Folge 0001 | Prinzenrollen

Folge 0001 | Prinzenrollen

Es ist ein sonniger Bürotag im März, die Vögel zwitschern im Hof und Alexander regt sich gerade fürchterlich über seine Amazon Bestellung  auf. (13 Pakete mit Wanderschuhen – 12 davon möchte er nach dem Anprobieren wieder zurück schicken)

Alexander: Die fallen alle vollkommen unterschiedlich aus. Das kann es einfach nicht sein – ah, die sehen eigentlich gar nicht so schlecht aus.

Martin lacht

Georg: haha, selten in meinem Leben habe ich hässlichere Schuhe gesehen.
Alexander: Halt die Klappe Georg, du hast überhaupt keine Ahnung wovon du eigentlich sprichst. Ich habe das recherchiert. Die Schuhe haben eine klimaaktive Sohle und resorbieren Reibungswärme um die Fußsohlen auf erhöhter Temparatur zu halten, um [der Zeigefinger springt nach oben] einer Sohlenzerrung beim Wandern entgegenzuwirken.

Alle lachen

Alexander grunzt und widmet sich anderen Paaren, während sich Martin und Georg über Sohlenzerrungen lustig machen. Sabine kommt derweilen mit einem Stapel bearbeiteter Korrespondenz in den Raum und entdeckt eine Packung Prinzenrollen auf Alexanders Schreibtisch.

Sabine: Sind die eigentlich für alle gedacht, da kann ich mir schon eine nehmen, nein?

Sabine freut sich und wendet den Blick nicht mehr von den Prinzenrollen. Sie legt die Korrespondenz ab und bedient sich, ohne auf Alexanders Zustimmung zu warten. Georg bittet Sabine ihm auch einen zu reichen. Alexander merkt bis jetzt noch nichts von seinem Prinzenrollenschwund, da er schwer damit beschäftigt ist sich selbst zu bewundern.

Alexander: Die sind eigentlich ganz geil, oder?

Mit stolzem Schritt präsentiert er seine Favoriten. Martin wendet seinen Blick kurz von seinem schicken neuen iMac ab, rollt seine Augen und der Blick schweift zurück auf den Bildschirm. Nur Georg scheint nichts mitzubekommen, da er zu beschäftigt ist, sich über Facebook-Chat mit seinen Bekannten auszutauschen.

Eine Unbekannte Person betritt das Büro. Ein Mann mittleren Alters mit Bierbauch, Halbglatze und dicken Brillengläsern.

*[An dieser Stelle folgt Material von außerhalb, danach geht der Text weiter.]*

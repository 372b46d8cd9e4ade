/*
    Nyx, blazing fast astrodynamics
    Copyright (C) 2018-onwards Christopher Rabotin <christopher.rabotin@gmail.com>

    This program is free software: you can redistribute it and/or modify
    it under the terms of the GNU Affero General Public License as published
    by the Free Software Foundation, either version 3 of the License, or
    (at your option) any later version.

    This program is distributed in the hope that it will be useful,
    but WITHOUT ANY WARRANTY; without even the implied warranty of
    MERCHANTABILITY or FITNESS FOR A PARTICULAR PURPOSE.  See the
    GNU Affero General Public License for more details.

    You should have received a copy of the GNU Affero General Public License
    along with this program.  If not, see <https://www.gnu.org/licenses/>.
*/

use crate::cosmic::frames::{
    ecef_to_geodetic, eci_to_ecef, quaternion_i2lvlh, rotate_to_frame,
};
use crate::cosmic::{AstroError, EarthRotation, GeodeticPosition};
use crate::dynamics::{DisturbanceContext, DynamicsError, ForceAccumulator};
use crate::io::{scalar_header, scalar_value, vector_header, vector_value, Loggable};
use crate::linalg::{UnitQuaternion, Vector3};
use crate::propagators::{
    InertialState, OrbitPropagator, PropAstroSnafu, PropagationError, PropagationMode,
};
use snafu::ResultExt;
use std::fmt;

/// The orbital state of one spacecraft.
///
/// The inertial state is owned by the propagation strategy and is the only authoritative one: the
/// Earth fixed, geodetic and body representations are derived from it after every propagation call.
#[derive(Debug)]
pub struct Orbit {
    propagator: OrbitPropagator,
    is_calc_enabled: bool,
    position_i_m: Vector3<f64>,
    velocity_i_m_s: Vector3<f64>,
    position_ecef_m: Vector3<f64>,
    velocity_ecef_m_s: Vector3<f64>,
    velocity_b_m_s: Vector3<f64>,
    geodetic: GeodeticPosition,
    q_i2b: UnitQuaternion<f64>,
    accumulator: ForceAccumulator,
    /// Acceleration applied during the last propagation call
    last_acceleration_i_m_s2: Vector3<f64>,
}

impl Orbit {
    /// Wraps a propagation strategy and derives every frame from its current state.
    ///
    /// The attitude is initialized to identity until [Orbit::update_attitude] is called.
    pub fn new(
        propagator: OrbitPropagator,
        current_jd: f64,
        rotation: &dyn EarthRotation,
    ) -> Result<Self, PropagationError> {
        let mut me = Self {
            propagator,
            is_calc_enabled: true,
            position_i_m: Vector3::zeros(),
            velocity_i_m_s: Vector3::zeros(),
            position_ecef_m: Vector3::zeros(),
            velocity_ecef_m_s: Vector3::zeros(),
            velocity_b_m_s: Vector3::zeros(),
            geodetic: GeodeticPosition::default(),
            q_i2b: UnitQuaternion::identity(),
            accumulator: ForceAccumulator::new(),
            last_acceleration_i_m_s2: Vector3::zeros(),
        };
        let state = me.propagator.state();
        me.apply_state(state, current_jd, rotation)?;
        Ok(me)
    }

    /// Advances the orbit with the contributions accumulated since the previous call.
    ///
    /// The accumulator reads as zero on return, whether the propagation succeeded or not.
    pub fn propagate(
        &mut self,
        end_time_s: f64,
        current_jd: f64,
        rotation: &dyn EarthRotation,
    ) -> Result<(), PropagationError> {
        let contributions = self.accumulator.take();
        self.propagate_with(contributions, end_time_s, current_jd, rotation)
    }

    /// Advances the orbit with an explicit set of contributions.
    ///
    /// Anything in the orbit's own accumulator is discarded. When calculation is disabled, the state
    /// is left untouched.
    pub fn propagate_with(
        &mut self,
        contributions: ForceAccumulator,
        end_time_s: f64,
        current_jd: f64,
        rotation: &dyn EarthRotation,
    ) -> Result<(), PropagationError> {
        self.accumulator.clear();
        if !self.is_calc_enabled {
            debug!("{} orbit calculation disabled, state frozen", self.mode());
            return Ok(());
        }

        let acceleration_i_m_s2 = contributions.acceleration_i();
        let state = self
            .propagator
            .propagate(end_time_s, current_jd, &acceleration_i_m_s2)?;
        self.last_acceleration_i_m_s2 = acceleration_i_m_s2;
        self.apply_state(state, current_jd, rotation)
    }

    /// Stores the new inertial state and refreshes the derived frames.
    fn apply_state(
        &mut self,
        state: InertialState,
        current_jd: f64,
        rotation: &dyn EarthRotation,
    ) -> Result<(), PropagationError> {
        self.position_i_m = state.position_i_m;
        self.velocity_i_m_s = state.velocity_i_m_s;

        let (position_ecef_m, velocity_ecef_m_s) =
            eci_to_ecef(&self.position_i_m, &self.velocity_i_m_s, current_jd, rotation);
        self.position_ecef_m = position_ecef_m;
        self.velocity_ecef_m_s = velocity_ecef_m_s;
        self.geodetic = ecef_to_geodetic(&self.position_ecef_m).context(PropAstroSnafu)?;
        self.velocity_b_m_s = rotate_to_frame(&self.q_i2b, &self.velocity_i_m_s);
        Ok(())
    }

    /// Replaces the accumulated acceleration.
    pub fn set_acceleration_i(&mut self, acceleration_i_m_s2: Vector3<f64>) {
        self.accumulator.set_acceleration_i(acceleration_i_m_s2);
    }

    pub fn add_acceleration_i(&mut self, acceleration_i_m_s2: Vector3<f64>) {
        self.accumulator.add_acceleration_i(acceleration_i_m_s2);
    }

    pub fn add_force_i(&mut self, force_i_n: Vector3<f64>, mass_kg: f64) -> Result<(), DynamicsError> {
        self.accumulator.add_force_i(force_i_n, mass_kg)
    }

    pub fn add_force_b(
        &mut self,
        force_b_n: Vector3<f64>,
        q_i2b: &UnitQuaternion<f64>,
        mass_kg: f64,
    ) -> Result<(), DynamicsError> {
        self.accumulator.add_force_b(force_b_n, q_i2b, mass_kg)
    }

    pub fn accumulator(&self) -> &ForceAccumulator {
        &self.accumulator
    }

    pub(crate) fn accumulator_mut(&mut self) -> &mut ForceAccumulator {
        &mut self.accumulator
    }

    /// Stores the attitude supplied by the attitude subsystem and recomputes the body frame velocity.
    pub fn update_attitude(&mut self, q_i2b: UnitQuaternion<f64>) {
        self.q_i2b = q_i2b;
        self.velocity_b_m_s = rotate_to_frame(&self.q_i2b, &self.velocity_i_m_s);
    }

    /// Shifts the inertial position and refreshes the derived frames.
    ///
    /// SGP4 cannot be shifted: the offset is ignored with a warning.
    pub fn add_position_offset(
        &mut self,
        offset_i_m: &Vector3<f64>,
        current_jd: f64,
        rotation: &dyn EarthRotation,
    ) -> Result<(), PropagationError> {
        let state = self.propagator.add_position_offset(offset_i_m)?;
        self.apply_state(state, current_jd, rotation)
    }

    /// Snapshot handed to the disturbance models.
    pub fn disturbance_context(&self, mass_kg: f64, julian_day: f64) -> DisturbanceContext {
        DisturbanceContext {
            position_i_m: self.position_i_m,
            velocity_i_m_s: self.velocity_i_m_s,
            q_i2b: self.q_i2b,
            mass_kg,
            julian_day,
        }
    }

    /// Quaternion from the inertial frame to the LVLH frame of the current orbit.
    pub fn quaternion_i2lvlh(&self) -> Result<UnitQuaternion<f64>, AstroError> {
        quaternion_i2lvlh(&self.position_i_m, &self.velocity_i_m_s)
    }

    pub fn mode(&self) -> PropagationMode {
        self.propagator.mode()
    }

    pub fn propagator(&self) -> &OrbitPropagator {
        &self.propagator
    }

    pub fn is_calc_enabled(&self) -> bool {
        self.is_calc_enabled
    }

    pub fn set_calc_enabled(&mut self, enabled: bool) {
        self.is_calc_enabled = enabled;
    }

    pub fn position_i_m(&self) -> Vector3<f64> {
        self.position_i_m
    }

    pub fn velocity_i_m_s(&self) -> Vector3<f64> {
        self.velocity_i_m_s
    }

    pub fn position_ecef_m(&self) -> Vector3<f64> {
        self.position_ecef_m
    }

    pub fn velocity_ecef_m_s(&self) -> Vector3<f64> {
        self.velocity_ecef_m_s
    }

    pub fn velocity_b_m_s(&self) -> Vector3<f64> {
        self.velocity_b_m_s
    }

    pub fn geodetic(&self) -> GeodeticPosition {
        self.geodetic
    }

    pub fn latitude_rad(&self) -> f64 {
        self.geodetic.latitude_rad()
    }

    pub fn longitude_rad(&self) -> f64 {
        self.geodetic.longitude_rad()
    }

    pub fn altitude_m(&self) -> f64 {
        self.geodetic.altitude_m()
    }

    /// Latitude (rad), longitude (rad) and altitude (m).
    pub fn lat_lon_alt(&self) -> Vector3<f64> {
        self.geodetic.to_vector()
    }

    pub fn q_i2b(&self) -> UnitQuaternion<f64> {
        self.q_i2b
    }

    pub fn last_acceleration_i_m_s2(&self) -> Vector3<f64> {
        self.last_acceleration_i_m_s2
    }
}

impl Loggable for Orbit {
    fn log_header(&self) -> String {
        let mut hdr = vector_header("sat_position", "i", "m");
        hdr.push_str(&vector_header("sat_velocity", "i", "m/s"));
        match self.mode() {
            PropagationMode::AnalyticTle => {
                hdr.push_str(&vector_header("sat_position", "ecef", "m"));
                hdr.push_str(&scalar_header("lat", "rad"));
                hdr.push_str(&scalar_header("lon", "rad"));
                hdr.push_str(&scalar_header("alt", "m"));
            }
            _ => {
                hdr.push_str(&vector_header("sat_velocity", "b", "m/s"));
                hdr.push_str(&vector_header("sat_acc", "i", "m/s2"));
            }
        }
        hdr
    }

    fn log_value(&self) -> String {
        let mut val = vector_value(&self.position_i_m);
        val.push_str(&vector_value(&self.velocity_i_m_s));
        match self.mode() {
            PropagationMode::AnalyticTle => {
                val.push_str(&vector_value(&self.position_ecef_m));
                val.push_str(&scalar_value(self.latitude_rad()));
                val.push_str(&scalar_value(self.longitude_rad()));
                val.push_str(&scalar_value(self.altitude_m()));
            }
            _ => {
                val.push_str(&vector_value(&self.velocity_b_m_s));
                val.push_str(&vector_value(&self.last_acceleration_i_m_s2));
            }
        }
        val
    }
}

impl fmt::Display for Orbit {
    fn fmt(&self, f: &mut fmt::Formatter) -> fmt::Result {
        write!(
            f,
            "{} orbit at {} (calc {})",
            self.mode(),
            self.geodetic,
            if self.is_calc_enabled { "on" } else { "off" }
        )
    }
}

Unbekannter: Ja Hallo, ich suche einen Herrn Hahn. Ich habe da ein Anliegen, haben Sie vielleicht eine Idee wo ich Ihn finden kann.
Alexander: Sie sprechen mit Ihm – und Sie sind?
Unbekannter: André Schöneberg. Es ist mir sehr unangenehm, Sie unter solchen Umständen kennen zu lernen, aber ich habe soeben beim Einparken eine Schramme in Ihr Auto gemacht.
Alexander: Was? Können Sie nicht autofahren? Was meinen Sie mit Schramme.

Alexander schiebt Herrn Schöneberg zur Seite und geht mit schnellen Schritten zum Ausgang in Richtung seines Wagens. Martin und Georg stehen auf und folgen Alexander nach draußen.

Herr Schöneberg noch von weitem: Es tut mir leid, aber können wir das vielleicht privat regeln? Also, jetzt die Polizei hinzuzuziehen wäre meiner Meinung nicht dringend notwenig. Herr Hahn, ja? Nein? Herr Hahn?
Alexander: Sind Sie denn von sämtlichen nur erdenklich guten Geistern verlassen? DAS nennen Sie eine Schramme? DAS nennen Sie eine Schramme?

Alexander, der bereits knallrot angelaufen ist kann sich kaum mehr zurückhalten. Währenddessen kommt Knoppers aus dem Lager und eilt in Richtung Alexander. In Händen hält er ein zerrissenes Stück Papier und er scheint relativ aufgebracht zu sein. Davon bekommt Alexander aber erstmal nichts mit.

Alexander: Wo haben Sie eigentlich ihren Führerschein gemacht, wenn Sie einen gemacht haben? Können Sie keine Distanzen einschätzen? Ihrem Alter nach müssten Sie ja schon einige hunderttausend Kilometer Fahrpraxis haben. Vielleicht liegt es an der Brille? Also meine Brille ist ja von Bulgari, wohingegen ihre vielmehr aus Bulgarien kommt.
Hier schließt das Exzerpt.